» **Task brief**
All of the records must be repeated exactly.

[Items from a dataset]
************
//! Admin configuration loaded from environment variables.
//!
//! # Environment Variables
//!
//! ## Required
//! - `WARDEN_DATABASE_URL` - `PostgreSQL` connection string (falls back to `DATABASE_URL`)
//!
//! ## Optional
//! - `WARDEN_DATABASE_MAX_CONNECTIONS` - Pool size (default: 10)
//! - `WARDEN_BOOTSTRAP_SUPERADMINS` - Comma-separated identities to ensure as superadmins

use secrecy::SecretString;
use thiserror::Error;

use warden_core::AdminIdentity;

const DEFAULT_MAX_CONNECTIONS: u32 = 10;

/// Configuration errors that can occur during loading.
#[derive(Debug, Error)]
pub enum ConfigError {
    #[error("Missing environment variable: {0}")]
    MissingEnvVar(String),
    #[error("Invalid environment variable {0}: {1}")]
    InvalidEnvVar(String, String),
}

/// Admin module configuration.
///
/// Implements `Debug` manually to redact the database URL.
#[derive(Clone)]
pub struct AdminConfig {
    /// `PostgreSQL` database connection URL (contains password)
    pub database_url: SecretString,
    /// Maximum pooled database connections
    pub max_connections: u32,
    /// Identities that bootstrap ensures are superadmins
    pub bootstrap_superadmins: Vec<AdminIdentity>,
}

impl std::fmt::Debug for AdminConfig {
    fn fmt(&self, f: &mut std::fmt::Formatter<'_>) -> std::fmt::Result {
        f.debug_struct("AdminConfig")
            .field("database_url", &"[REDACTED]")
            .field("max_connections", &self.max_connections)
            .field("bootstrap_superadmins", &self.bootstrap_superadmins)
            .finish()
    }
}

impl AdminConfig {
    /// Load configuration from environment variables.
    ///
    /// Calls `dotenvy::dotenv()` to load from `.env` file if present.
    ///
    /// # Errors
    ///
    /// Returns `ConfigError` if required variables are missing or invalid.
    pub fn from_env() -> Result<Self, ConfigError> {
        // Load .env file if present (ignore errors if not found)
        let _ = dotenvy::dotenv();

        let database_url = get_database_url("WARDEN_DATABASE_URL")?;
        let max_connections = match get_optional_env("WARDEN_DATABASE_MAX_CONNECTIONS") {
            Some(value) => parse_max_connections(&value)?,
            None => DEFAULT_MAX_CONNECTIONS,
        };
        let bootstrap_superadmins = get_optional_env("WARDEN_BOOTSTRAP_SUPERADMINS")
            .map(|list| parse_identity_list(&list, "WARDEN_BOOTSTRAP_SUPERADMINS"))
            .transpose()?
            .unwrap_or_default();

        Ok(Self {
            database_url,
            max_connections,
            bootstrap_superadmins,
        })
    }
}

// =============================================================================
// Helper Functions
// =============================================================================

/// Get database URL with fallback to generic `DATABASE_URL`.
fn get_database_url(primary_key: &str) -> Result<SecretString, ConfigError> {
    if let Ok(value) = std::env::var(primary_key) {
        return Ok(SecretString::from(value));
    }
    if let Ok(value) = std::env::var("DATABASE_URL") {
        return Ok(SecretString::from(value));
    }
    Err(ConfigError::MissingEnvVar(primary_key.to_string()))
}

/// Get an optional environment variable, treating blank values as unset.
fn get_optional_env(key: &str) -> Option<String> {
    std::env::var(key).ok().filter(|v| !v.trim().is_empty())
}

fn parse_max_connections(value: &str) -> Result<u32, ConfigError> {
    let invalid = |reason: String| {
        ConfigError::InvalidEnvVar("WARDEN_DATABASE_MAX_CONNECTIONS".to_string(), reason)
    };
    let n = value
        .trim()
        .parse::<u32>()
        .map_err(|e| invalid(e.to_string()))?;
    if n == 0 {
        return Err(invalid("must be at least 1".to_string()));
    }
    Ok(n)
}

/// Parse a comma-separated identity list, skipping empty entries.
fn parse_identity_list(list: &str, var_name: &str) -> Result<Vec<AdminIdentity>, ConfigError> {
    list.split(',')
        .map(str::trim)
        .filter(|s| !s.is_empty())
        .map(|s| {
            AdminIdentity::parse(s)
                .map_err(|e| ConfigError::InvalidEnvVar(var_name.to_string(), format!("{s:?}: {e}")))
        })
        .collect()
}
************
» **Response to the exercise**
//! Admin configuration loaded from environment variables.
//!
//! # Environment Variables
//!
//! ## Required
//! - `WARDEN_DATABASE_URL` - `PostgreSQL` connection string (falls back to `DATABASE_URL`)
//!
//! ## Optional
//! - `WARDEN_DATABASE_MAX_CONNECTIONS` - Pool size (default: 10)
//! - `WARDEN_BOOTSTRAP_SUPERADMINS` - Comma-separated identities to ensure as superadmins

use secrecy::SecretString;
use thiserror::Error;

use warden_core::AdminIdentity;

const DEFAULT_MAX_CONNECTIONS: u32 = 10;

/// Configuration errors that can occur during loading.
#[derive(Debug, Error)]
pub enum ConfigError {
    #[error("Missing environment variable: {0}")]
    MissingEnvVar(String),
    #[error("Invalid environment variable {0}: {1}")]
    InvalidEnvVar(String, String),
}

/// Admin module configuration.
///
/// Implements `Debug` manually to redact the database URL.
#[derive(Clone)]
pub struct AdminConfig {
    /// `PostgreSQL` database connection URL (contains password)
    pub database_url: SecretString,
    /// Maximum pooled database connections
    pub max_connections: u32,
    /// Identities that bootstrap ensures are superadmins
    pub bootstrap_superadmins: Vec<AdminIdentity>,
}

impl std::fmt::Debug for AdminConfig {
    fn fmt(&self, f: &mut std::fmt::Formatter<'_>) -> std::fmt::Result {
        f.debug_struct("AdminConfig")
            .field("database_url", &"[REDACTED]")
            .field("max_connections", &self.max_connections)
            .field("bootstrap_superadmins", &self.bootstrap_superadmins)
            .finish()
    }
}

impl AdminConfig {
    /// Load configuration from environment variables.
    ///
    /// Calls `dotenvy::dotenv()` to load from `.env` file if present.
    ///
    /// # Errors
    ///
    /// Returns `ConfigError` if required variables are missing or invalid.
    pub fn from_env() -> Result<Self, ConfigError> {
        // Load .env file if present (ignore errors if not found)
        let _ = dotenvy::dotenv();

        let database_url = get_database_url("WARDEN_DATABASE_URL")?;
        let max_connections = match get_optional_env("WARDEN_DATABASE_MAX_CONNECTIONS") {
            Some(value) => parse_max_connections(&value)?,
            None => DEFAULT_MAX_CONNECTIONS,
        };
        let bootstrap_superadmins = get_optional_env("WARDEN_BOOTSTRAP_SUPERADMINS")
            .map(|list| parse_identity_list(&list, "WARDEN_BOOTSTRAP_SUPERADMINS"))
            .transpose()?
            .unwrap_or_default();

        Ok(Self {
            database_url,
            max_connections,
            bootstrap_superadmins,
        })
    }
}

// =============================================================================
// Helper Functions
// =============================================================================

/// Get database URL with fallback to generic `DATABASE_URL`.
fn get_database_url(primary_key: &str) -> Result<SecretString, ConfigError> {
    if let Ok(value) = std::env::var(primary_key) {
        return Ok(SecretString::from(value));
    }
    if let Ok(value) = std::env::var("DATABASE_URL") {
        return Ok(SecretString::from(value));
    }
    Err(ConfigError::MissingEnvVar(primary_key.to_string()))
}

/// Get an optional environment variable, treating blank values as unset.
fn get_optional_env(key: &str) -> Option<String> {
    std::env::var(key).ok().filter(|v| !v.trim().is_empty())
}

fn parse_max_connections(value: &str) -> Result<u32, ConfigError> {
    let invalid = |reason: String| {
        ConfigError::InvalidEnvVar("WARDEN_DATABASE_MAX_CONNECTIONS".to_string(), reason)
    };
    let n = value
        .trim()
        .parse::<u32>()
        .map_err(|e| invalid(e.to_string()))?;
    if n == 0 {
        return Err(invalid("must be at least 1".to_string()));
    }
    Ok(n)
}

/// Parse a comma-separated identity list, skipping empty entries.
fn parse_identity_list(list: &str, var_name: &str) -> Result<Vec<AdminIdentity>, ConfigError> {
    list.split(',')
        .map(str::trim)
        .filter(|s| !s.is_empty())
        .map(|s| {
            AdminIdentity::parse(s)
                .map_err(|e| ConfigError::InvalidEnvVar(var_name.to_string(), format!("{s:?}: {e}")))
        })
        .collect()
}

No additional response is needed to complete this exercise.